• [EXERCISE AIM] Nothing in the records that follow should differ once you have copied them out.

• [DATA UNDER STUDY]

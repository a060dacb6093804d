use bevy::prelude::*;

use crate::plugins::{session_active, GameSet, RestartEvent};
use crate::resources::{FlightPhase, ObstacleConfig};
use crate::systems::{
    collision_detection_system, despawn_passed_obstacles, refresh_collision_volumes,
    replenish_obstacles, spawn_initial_obstacles, spin_obstacles_system, ObstacleSpawner,
};

/// Owns the obstacle field: an initial batch on entering flight, then a
/// steady-state spin/volume/collision/despawn/replenish pass every airborne
/// frame.
pub struct ObstaclePlugin {
    config: ObstacleConfig,
}

impl ObstaclePlugin {
    pub fn new(config: ObstacleConfig) -> Self {
        Self { config }
    }
}

impl Plugin for ObstaclePlugin {
    fn build(&self, app: &mut App) {
        let seed = self.config.seed.unwrap_or_else(rand::random);

        app.insert_resource(self.config.clone())
            .insert_resource(ObstacleSpawner::from_seed(seed))
            .add_systems(OnEnter(FlightPhase::Flight), spawn_initial_obstacles)
            .add_systems(
                Update,
                (
                    spin_obstacles_system,
                    refresh_collision_volumes,
                    collision_detection_system,
                    despawn_passed_obstacles,
                    replenish_obstacles,
                )
                    .chain()
                    .in_set(GameSet::Obstacles)
                    .run_if(in_state(FlightPhase::Flight))
                    .run_if(session_active)
                    .run_if(not(on_event::<RestartEvent>)),
            );
    }
}
pub mod camera;
pub mod intent;
pub mod obstacle;
pub mod runway;
pub mod spatial;
pub mod vehicle;

pub use camera::CameraComponent;
pub use intent::{ControlIntent, PlayerController};
pub use obstacle::{CollisionEvent, CollisionVolume, Obstacle, VolumeShape};
pub use runway::RunwayComponent;
pub use spatial::SpatialComponent;
pub use vehicle::{runway_forward, VehicleConfig, VehicleState};
use bevy::prelude::*;
use nalgebra::Vector3;
use serde::{Deserialize, Serialize};

/// Chase camera pose, derived from the airplane every frame.
///
/// `position` and `target` are outputs: the follow system overwrites both
/// each tick as a pure function of the airplane pose and the current phase.
/// The offsets are fixed per phase; the flight offset is rotated by the
/// airplane attitude so the view stays chase-relative.
#[derive(Component, Debug, Clone, Serialize, Deserialize)]
pub struct CameraComponent {
    pub position: Vector3<f64>,
    pub target: Vector3<f64>,
    pub up: Vector3<f64>,
    pub fov: f32,
    /// World-axis offset used while rolling down the runway
    pub taxi_offset: Vector3<f64>,
    /// Body-axis offset used once airborne
    pub flight_offset: Vector3<f64>,
    /// Distance ahead of the nose the airborne camera aims at [m]
    pub look_ahead: f64,
}

impl Default for CameraComponent {
    fn default() -> Self {
        Self {
            position: Vector3::new(0.0, 7.0, 14.0),
            target: Vector3::zeros(),
            up: Vector3::y(),
            fov: 60.0,
            taxi_offset: Vector3::new(0.0, 6.0, 14.0),
            flight_offset: Vector3::new(0.0, 4.0, 12.0),
            look_ahead: 30.0,
        }
    }
}
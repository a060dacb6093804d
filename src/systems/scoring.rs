use bevy::prelude::*;

use crate::components::{CollisionEvent, PlayerController, VehicleState};
use crate::resources::{FlightPhase, GameSession, HudSnapshot, SimTime};

/// The score only needs to move at a human cadence, so the recompute is
/// sampled rather than run on every tick. The distance latch still runs
/// every frame.
const SCORE_UPDATE_INTERVAL: u64 = 60;

pub fn scoring_system(
    mut session: ResMut<GameSession>,
    time: Res<SimTime>,
    query: Query<&VehicleState, With<PlayerController>>,
) {
    let Ok(state) = query.get_single() else {
        return;
    };

    session.record_progress(&state.spatial.position);
    if time.frame % SCORE_UPDATE_INTERVAL == 0 {
        session.recompute_score();
    }
}

/// Latches game-over when anything collided this frame. The flag only ever
/// goes one way; a restart is the sole way back.
pub fn game_over_system(
    mut collisions: EventReader<CollisionEvent>,
    mut session: ResMut<GameSession>,
) {
    for collision in collisions.read() {
        if !session.game_over {
            session.game_over = true;
            info!("airplane down at {:?}", collision.impact_point);
        }
    }
}

/// Refreshes the read-only overlay snapshot at the end of the frame.
pub fn hud_snapshot_system(
    mut hud: ResMut<HudSnapshot>,
    session: Res<GameSession>,
    phase: Res<State<FlightPhase>>,
    query: Query<&VehicleState, With<PlayerController>>,
) {
    let Ok(state) = query.get_single() else {
        return;
    };

    *hud = HudSnapshot {
        score: session.score,
        speed: state.spatial.speed(),
        altitude: state.spatial.altitude(),
        phase: *phase.get(),
        game_over: session.game_over,
    };
}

• [ANSWER TO THE PROBLEM]
repository a060dacb6093804d
use bevy::prelude::*;

use crate::plugins::{session_active, GameSet, RestartEvent};
use crate::resources::{FlightPhase, ObstacleConfig};
use crate::systems::{
    collision_detection_system, despawn_passed_obstacles, refresh_collision_volumes,
    replenish_obstacles, spawn_initial_obstacles, spin_obstacles_system, ObstacleSpawner,
};

/// Owns the obstacle field: an initial batch on entering flight, then a
/// steady-state spin/volume/collision/despawn/replenish pass every airborne
/// frame.
pub struct ObstaclePlugin {
    config: ObstacleConfig,
}

impl ObstaclePlugin {
    pub fn new(config: ObstacleConfig) -> Self {
        Self { config }
    }
}

impl Plugin for ObstaclePlugin {
    fn build(&self, app: &mut App) {
        let seed = self.config.seed.unwrap_or_else(rand::random);

        app.insert_resource(self.config.clone())
            .insert_resource(ObstacleSpawner::from_seed(seed))
            .add_systems(OnEnter(FlightPhase::Flight), spawn_initial_obstacles)
            .add_systems(
                Update,
                (
                    spin_obstacles_system,
                    refresh_collision_volumes,
                    collision_detection_system,
                    despawn_passed_obstacles,
                    replenish_obstacles,
                )
                    .chain()
                    .in_set(GameSet::Obstacles)
                    .run_if(in_state(FlightPhase::Flight))
                    .run_if(session_active)
                    .run_if(not(on_event::<RestartEvent>)),
            );
    }
}
pub mod camera;
pub mod intent;
pub mod obstacle;
pub mod runway;
pub mod spatial;
pub mod vehicle;

pub use camera::CameraComponent;
pub use intent::{ControlIntent, PlayerController};
pub use obstacle::{CollisionEvent, CollisionVolume, Obstacle, VolumeShape};
pub use runway::RunwayComponent;
pub use spatial::SpatialComponent;
pub use vehicle::{runway_forward, VehicleConfig, VehicleState};
use bevy::prelude::*;
use nalgebra::Vector3;
use serde::{Deserialize, Serialize};

/// Chase camera pose, derived from the airplane every frame.
///
/// `position` and `target` are outputs: the follow system overwrites both
/// each tick as a pure function of the airplane pose and the current phase.
/// The offsets are fixed per phase; the flight offset is rotated by the
/// airplane attitude so the view stays chase-relative.
#[derive(Component, Debug, Clone, Serialize, Deserialize)]
pub struct CameraComponent {
    pub position: Vector3<f64>,
    pub target: Vector3<f64>,
    pub up: Vector3<f64>,
    pub fov: f32,
    /// World-axis offset used while rolling down the runway
    pub taxi_offset: Vector3<f64>,
    /// Body-axis offset used once airborne
    pub flight_offset: Vector3<f64>,
    /// Distance ahead of the nose the airborne camera aims at [m]
    pub look_ahead: f64,
}

impl Default for CameraComponent {
    fn default() -> Self {
        Self {
            position: Vector3::new(0.0, 7.0, 14.0),
            target: Vector3::zeros(),
            up: Vector3::y(),
            fov: 60.0,
            taxi_offset: Vector3::new(0.0, 6.0, 14.0),
            flight_offset: Vector3::new(0.0, 4.0, 12.0),
            look_ahead: 30.0,
        }
    }
}
repository a060dacb6093804d
filename src/systems/scoring.rs
use bevy::prelude::*;

use crate::components::{CollisionEvent, PlayerController, VehicleState};
use crate::resources::{FlightPhase, GameSession, HudSnapshot, SimTime};

/// The score only needs to move at a human cadence, so the recompute is
/// sampled rather than run on every tick. The distance latch still runs
/// every frame.
const SCORE_UPDATE_INTERVAL: u64 = 60;

pub fn scoring_system(
    mut session: ResMut<GameSession>,
    time: Res<SimTime>,
    query: Query<&VehicleState, With<PlayerController>>,
) {
    let Ok(state) = query.get_single() else {
        return;
    };

    session.record_progress(&state.spatial.position);
    if time.frame % SCORE_UPDATE_INTERVAL == 0 {
        session.recompute_score();
    }
}

/// Latches game-over when anything collided this frame. The flag only ever
/// goes one way; a restart is the sole way back.
pub fn game_over_system(
    mut collisions: EventReader<CollisionEvent>,
    mut session: ResMut<GameSession>,
) {
    for collision in collisions.read() {
        if !session.game_over {
            session.game_over = true;
            info!("airplane down at {:?}", collision.impact_point);
        }
    }
}

/// Refreshes the read-only overlay snapshot at the end of the frame.
pub fn hud_snapshot_system(
    mut hud: ResMut<HudSnapshot>,
    session: Res<GameSession>,
    phase: Res<State<FlightPhase>>,
    query: Query<&VehicleState, With<PlayerController>>,
) {
    let Ok(state) = query.get_single() else {
        return;
    };

    *hud = HudSnapshot {
        score: session.score,
        speed: state.spatial.speed(),
        altitude: state.spatial.altitude(),
        phase: *phase.get(),
        game_over: session.game_over,
    };
}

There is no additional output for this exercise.